- **WORK REQUIRED**:
Search the data for the word "messenger" and copy every line where it occurs.

Stored data
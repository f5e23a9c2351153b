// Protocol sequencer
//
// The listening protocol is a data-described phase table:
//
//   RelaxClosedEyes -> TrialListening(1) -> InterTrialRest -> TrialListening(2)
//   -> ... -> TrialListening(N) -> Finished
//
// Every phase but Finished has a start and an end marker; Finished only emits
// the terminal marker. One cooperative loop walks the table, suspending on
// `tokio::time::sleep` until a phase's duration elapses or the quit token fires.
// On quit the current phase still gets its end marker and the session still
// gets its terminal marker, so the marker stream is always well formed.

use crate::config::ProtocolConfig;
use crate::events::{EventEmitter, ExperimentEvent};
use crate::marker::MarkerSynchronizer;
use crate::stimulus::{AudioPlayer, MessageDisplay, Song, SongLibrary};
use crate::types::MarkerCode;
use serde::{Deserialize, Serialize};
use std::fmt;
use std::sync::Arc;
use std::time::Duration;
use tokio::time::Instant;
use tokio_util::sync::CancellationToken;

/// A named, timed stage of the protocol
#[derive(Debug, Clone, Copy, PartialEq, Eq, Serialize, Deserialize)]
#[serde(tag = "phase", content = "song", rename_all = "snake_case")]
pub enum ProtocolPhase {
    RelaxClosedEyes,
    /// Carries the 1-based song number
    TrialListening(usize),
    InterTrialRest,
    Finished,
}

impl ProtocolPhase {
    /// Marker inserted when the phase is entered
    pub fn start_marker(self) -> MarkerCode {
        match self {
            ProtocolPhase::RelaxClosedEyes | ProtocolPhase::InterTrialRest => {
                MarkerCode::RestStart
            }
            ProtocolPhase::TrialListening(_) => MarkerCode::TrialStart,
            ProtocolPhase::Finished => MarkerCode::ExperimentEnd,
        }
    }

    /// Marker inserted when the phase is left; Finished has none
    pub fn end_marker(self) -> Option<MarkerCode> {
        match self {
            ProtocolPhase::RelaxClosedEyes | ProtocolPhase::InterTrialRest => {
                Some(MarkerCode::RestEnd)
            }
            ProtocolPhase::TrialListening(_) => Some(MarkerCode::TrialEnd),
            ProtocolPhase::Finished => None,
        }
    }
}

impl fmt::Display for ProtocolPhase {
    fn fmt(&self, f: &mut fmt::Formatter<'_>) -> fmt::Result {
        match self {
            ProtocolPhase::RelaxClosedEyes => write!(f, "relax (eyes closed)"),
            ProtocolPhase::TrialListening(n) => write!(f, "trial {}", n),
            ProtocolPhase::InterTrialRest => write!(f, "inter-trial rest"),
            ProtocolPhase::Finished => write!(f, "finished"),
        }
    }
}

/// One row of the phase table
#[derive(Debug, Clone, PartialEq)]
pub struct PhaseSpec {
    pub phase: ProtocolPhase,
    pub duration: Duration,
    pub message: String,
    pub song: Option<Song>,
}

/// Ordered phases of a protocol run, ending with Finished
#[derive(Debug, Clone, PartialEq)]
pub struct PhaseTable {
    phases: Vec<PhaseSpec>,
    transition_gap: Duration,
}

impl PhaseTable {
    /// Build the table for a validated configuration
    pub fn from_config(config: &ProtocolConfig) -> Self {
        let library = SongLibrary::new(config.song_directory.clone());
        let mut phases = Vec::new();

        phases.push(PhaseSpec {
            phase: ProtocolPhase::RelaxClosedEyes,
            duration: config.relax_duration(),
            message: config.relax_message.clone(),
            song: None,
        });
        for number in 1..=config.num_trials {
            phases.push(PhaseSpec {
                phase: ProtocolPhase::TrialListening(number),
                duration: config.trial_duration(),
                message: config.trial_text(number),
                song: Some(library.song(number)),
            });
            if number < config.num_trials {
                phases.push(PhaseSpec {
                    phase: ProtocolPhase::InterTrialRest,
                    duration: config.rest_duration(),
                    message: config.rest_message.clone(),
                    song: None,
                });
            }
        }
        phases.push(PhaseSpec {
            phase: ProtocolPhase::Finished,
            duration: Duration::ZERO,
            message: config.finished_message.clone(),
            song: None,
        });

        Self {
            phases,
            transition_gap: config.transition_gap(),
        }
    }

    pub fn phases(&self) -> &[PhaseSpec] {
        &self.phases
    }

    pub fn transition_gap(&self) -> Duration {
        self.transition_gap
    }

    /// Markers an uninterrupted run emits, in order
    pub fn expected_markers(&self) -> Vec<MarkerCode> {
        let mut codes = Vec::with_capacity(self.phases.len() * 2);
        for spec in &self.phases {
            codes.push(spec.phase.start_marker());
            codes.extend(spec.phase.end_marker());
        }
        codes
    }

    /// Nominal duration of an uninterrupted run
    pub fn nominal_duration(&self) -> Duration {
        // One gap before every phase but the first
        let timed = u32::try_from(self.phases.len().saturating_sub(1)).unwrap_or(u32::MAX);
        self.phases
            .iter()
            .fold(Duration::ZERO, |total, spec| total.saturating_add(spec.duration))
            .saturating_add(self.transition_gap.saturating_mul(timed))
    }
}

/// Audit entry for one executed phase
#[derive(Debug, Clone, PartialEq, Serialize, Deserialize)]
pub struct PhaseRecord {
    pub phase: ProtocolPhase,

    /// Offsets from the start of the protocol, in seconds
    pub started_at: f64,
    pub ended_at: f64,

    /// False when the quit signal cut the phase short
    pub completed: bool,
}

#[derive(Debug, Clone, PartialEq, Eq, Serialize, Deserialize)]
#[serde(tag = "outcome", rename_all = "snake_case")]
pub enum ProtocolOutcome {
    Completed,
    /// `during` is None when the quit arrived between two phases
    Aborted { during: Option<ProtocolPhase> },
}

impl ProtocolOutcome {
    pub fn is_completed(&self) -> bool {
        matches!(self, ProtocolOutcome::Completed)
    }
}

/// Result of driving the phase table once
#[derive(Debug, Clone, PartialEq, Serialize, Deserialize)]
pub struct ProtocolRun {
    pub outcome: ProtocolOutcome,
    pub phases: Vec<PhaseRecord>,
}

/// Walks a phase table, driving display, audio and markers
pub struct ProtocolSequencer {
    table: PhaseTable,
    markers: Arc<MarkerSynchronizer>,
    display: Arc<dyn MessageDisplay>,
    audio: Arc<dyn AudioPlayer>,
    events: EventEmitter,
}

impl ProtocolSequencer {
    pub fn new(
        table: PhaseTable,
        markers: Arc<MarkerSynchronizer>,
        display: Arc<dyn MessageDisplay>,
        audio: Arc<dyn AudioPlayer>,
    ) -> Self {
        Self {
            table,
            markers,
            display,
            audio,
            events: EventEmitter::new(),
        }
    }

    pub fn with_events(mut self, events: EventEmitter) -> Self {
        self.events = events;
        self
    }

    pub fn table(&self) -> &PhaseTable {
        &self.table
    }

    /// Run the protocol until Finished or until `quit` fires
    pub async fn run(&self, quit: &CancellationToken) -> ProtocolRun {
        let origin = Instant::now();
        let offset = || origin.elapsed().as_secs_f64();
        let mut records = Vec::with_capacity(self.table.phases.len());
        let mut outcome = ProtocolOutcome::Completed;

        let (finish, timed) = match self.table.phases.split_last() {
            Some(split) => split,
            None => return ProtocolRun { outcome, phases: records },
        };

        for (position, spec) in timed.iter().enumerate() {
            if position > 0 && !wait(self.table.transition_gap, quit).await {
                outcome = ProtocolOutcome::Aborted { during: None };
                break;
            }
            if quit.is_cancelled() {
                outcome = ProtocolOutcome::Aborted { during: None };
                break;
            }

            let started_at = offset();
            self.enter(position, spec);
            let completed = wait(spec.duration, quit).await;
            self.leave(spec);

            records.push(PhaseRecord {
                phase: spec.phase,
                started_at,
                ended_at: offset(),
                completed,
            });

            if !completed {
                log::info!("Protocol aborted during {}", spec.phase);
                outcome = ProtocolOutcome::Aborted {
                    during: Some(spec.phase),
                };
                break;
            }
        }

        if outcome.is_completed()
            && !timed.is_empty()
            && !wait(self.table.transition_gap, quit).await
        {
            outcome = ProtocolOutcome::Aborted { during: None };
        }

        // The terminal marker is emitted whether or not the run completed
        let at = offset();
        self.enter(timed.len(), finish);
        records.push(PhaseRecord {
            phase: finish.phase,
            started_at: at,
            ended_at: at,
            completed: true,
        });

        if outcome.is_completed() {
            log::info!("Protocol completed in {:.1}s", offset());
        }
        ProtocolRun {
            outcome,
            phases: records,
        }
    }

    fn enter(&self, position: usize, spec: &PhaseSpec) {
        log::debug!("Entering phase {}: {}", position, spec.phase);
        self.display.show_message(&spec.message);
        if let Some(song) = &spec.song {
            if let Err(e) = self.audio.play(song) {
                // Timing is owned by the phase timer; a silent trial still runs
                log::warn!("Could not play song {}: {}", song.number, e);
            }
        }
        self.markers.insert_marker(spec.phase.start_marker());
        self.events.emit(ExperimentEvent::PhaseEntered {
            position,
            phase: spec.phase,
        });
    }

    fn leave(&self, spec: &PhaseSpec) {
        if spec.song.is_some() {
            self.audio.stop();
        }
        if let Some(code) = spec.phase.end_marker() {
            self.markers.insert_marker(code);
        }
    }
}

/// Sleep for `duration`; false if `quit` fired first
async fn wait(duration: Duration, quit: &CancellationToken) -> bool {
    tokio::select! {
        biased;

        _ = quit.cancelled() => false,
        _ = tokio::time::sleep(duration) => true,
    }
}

--

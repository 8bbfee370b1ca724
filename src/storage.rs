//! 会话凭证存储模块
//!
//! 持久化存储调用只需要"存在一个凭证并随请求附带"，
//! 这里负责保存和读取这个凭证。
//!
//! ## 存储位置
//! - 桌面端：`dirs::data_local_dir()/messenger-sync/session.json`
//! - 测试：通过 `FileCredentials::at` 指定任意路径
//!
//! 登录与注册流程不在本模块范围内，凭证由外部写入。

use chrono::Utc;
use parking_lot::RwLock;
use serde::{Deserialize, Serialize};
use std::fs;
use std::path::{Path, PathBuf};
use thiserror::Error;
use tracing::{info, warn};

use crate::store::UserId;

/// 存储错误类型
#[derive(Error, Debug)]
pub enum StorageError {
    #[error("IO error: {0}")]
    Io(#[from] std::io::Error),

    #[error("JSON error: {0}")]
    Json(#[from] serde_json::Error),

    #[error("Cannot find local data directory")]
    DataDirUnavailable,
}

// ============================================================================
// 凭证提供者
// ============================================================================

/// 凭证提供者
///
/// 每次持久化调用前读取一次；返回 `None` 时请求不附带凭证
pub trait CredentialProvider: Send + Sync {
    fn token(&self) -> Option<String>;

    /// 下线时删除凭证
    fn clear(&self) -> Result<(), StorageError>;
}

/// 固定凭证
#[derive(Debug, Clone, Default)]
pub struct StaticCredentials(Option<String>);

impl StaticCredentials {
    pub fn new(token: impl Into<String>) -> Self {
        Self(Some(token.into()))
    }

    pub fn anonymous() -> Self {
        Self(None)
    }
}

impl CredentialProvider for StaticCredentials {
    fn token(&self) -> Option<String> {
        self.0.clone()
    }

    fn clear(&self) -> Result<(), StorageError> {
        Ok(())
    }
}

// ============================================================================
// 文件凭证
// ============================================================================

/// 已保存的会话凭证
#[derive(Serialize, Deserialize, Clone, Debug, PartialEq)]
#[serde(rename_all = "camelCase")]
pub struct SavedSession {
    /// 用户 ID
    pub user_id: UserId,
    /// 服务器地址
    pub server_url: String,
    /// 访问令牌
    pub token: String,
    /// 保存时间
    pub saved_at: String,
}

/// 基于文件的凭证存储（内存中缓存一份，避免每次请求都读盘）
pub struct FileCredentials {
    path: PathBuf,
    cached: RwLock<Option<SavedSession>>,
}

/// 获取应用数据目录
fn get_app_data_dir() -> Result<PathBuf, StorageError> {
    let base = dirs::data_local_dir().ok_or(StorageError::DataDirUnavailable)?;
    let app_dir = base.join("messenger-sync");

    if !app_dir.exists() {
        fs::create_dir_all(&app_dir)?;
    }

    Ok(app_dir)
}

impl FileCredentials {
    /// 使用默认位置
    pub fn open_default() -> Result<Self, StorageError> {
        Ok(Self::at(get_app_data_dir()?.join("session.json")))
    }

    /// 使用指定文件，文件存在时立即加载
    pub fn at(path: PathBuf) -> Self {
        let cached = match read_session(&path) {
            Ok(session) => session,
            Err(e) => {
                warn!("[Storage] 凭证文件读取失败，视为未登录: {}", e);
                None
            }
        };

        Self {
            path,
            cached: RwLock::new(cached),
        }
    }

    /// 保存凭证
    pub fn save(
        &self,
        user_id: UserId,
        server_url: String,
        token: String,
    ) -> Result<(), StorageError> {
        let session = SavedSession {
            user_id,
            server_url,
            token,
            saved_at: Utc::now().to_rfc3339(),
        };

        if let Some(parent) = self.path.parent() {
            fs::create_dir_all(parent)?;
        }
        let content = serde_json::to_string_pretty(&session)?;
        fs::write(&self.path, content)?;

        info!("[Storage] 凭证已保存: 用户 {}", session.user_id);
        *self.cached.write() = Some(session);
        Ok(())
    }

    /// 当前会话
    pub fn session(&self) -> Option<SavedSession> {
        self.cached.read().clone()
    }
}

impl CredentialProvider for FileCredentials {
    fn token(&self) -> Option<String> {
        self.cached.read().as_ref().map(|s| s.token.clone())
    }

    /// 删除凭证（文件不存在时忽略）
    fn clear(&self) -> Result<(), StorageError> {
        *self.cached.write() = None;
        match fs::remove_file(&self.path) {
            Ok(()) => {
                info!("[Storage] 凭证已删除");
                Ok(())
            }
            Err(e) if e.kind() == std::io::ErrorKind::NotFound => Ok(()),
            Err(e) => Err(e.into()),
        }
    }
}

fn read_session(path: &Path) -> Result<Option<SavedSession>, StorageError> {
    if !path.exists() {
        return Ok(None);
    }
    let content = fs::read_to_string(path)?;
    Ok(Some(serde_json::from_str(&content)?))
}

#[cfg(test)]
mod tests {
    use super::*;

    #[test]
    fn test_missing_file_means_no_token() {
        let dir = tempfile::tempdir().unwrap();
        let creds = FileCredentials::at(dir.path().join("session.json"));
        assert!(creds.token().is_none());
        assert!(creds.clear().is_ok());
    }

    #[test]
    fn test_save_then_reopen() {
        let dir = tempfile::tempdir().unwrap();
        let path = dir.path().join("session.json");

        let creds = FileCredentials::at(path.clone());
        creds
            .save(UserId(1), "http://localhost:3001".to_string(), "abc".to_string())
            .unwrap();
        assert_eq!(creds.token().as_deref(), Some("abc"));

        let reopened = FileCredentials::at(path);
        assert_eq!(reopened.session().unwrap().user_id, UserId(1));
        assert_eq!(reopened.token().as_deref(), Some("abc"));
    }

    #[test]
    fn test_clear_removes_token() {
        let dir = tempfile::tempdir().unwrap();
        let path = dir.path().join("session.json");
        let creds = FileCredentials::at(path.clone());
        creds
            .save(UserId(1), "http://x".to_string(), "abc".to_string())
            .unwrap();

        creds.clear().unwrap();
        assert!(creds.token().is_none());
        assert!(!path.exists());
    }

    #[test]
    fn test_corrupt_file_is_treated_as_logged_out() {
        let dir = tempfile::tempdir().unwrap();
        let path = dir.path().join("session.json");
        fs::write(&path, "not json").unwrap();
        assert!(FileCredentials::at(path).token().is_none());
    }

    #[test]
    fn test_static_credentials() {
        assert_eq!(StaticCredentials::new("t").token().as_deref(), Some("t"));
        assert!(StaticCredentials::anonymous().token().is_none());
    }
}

- **THE COMPLETED TASK**:
//! - 桌面端：`dirs::data_local_dir()/messenger-sync/session.json`
    let app_dir = base.join("messenger-sync");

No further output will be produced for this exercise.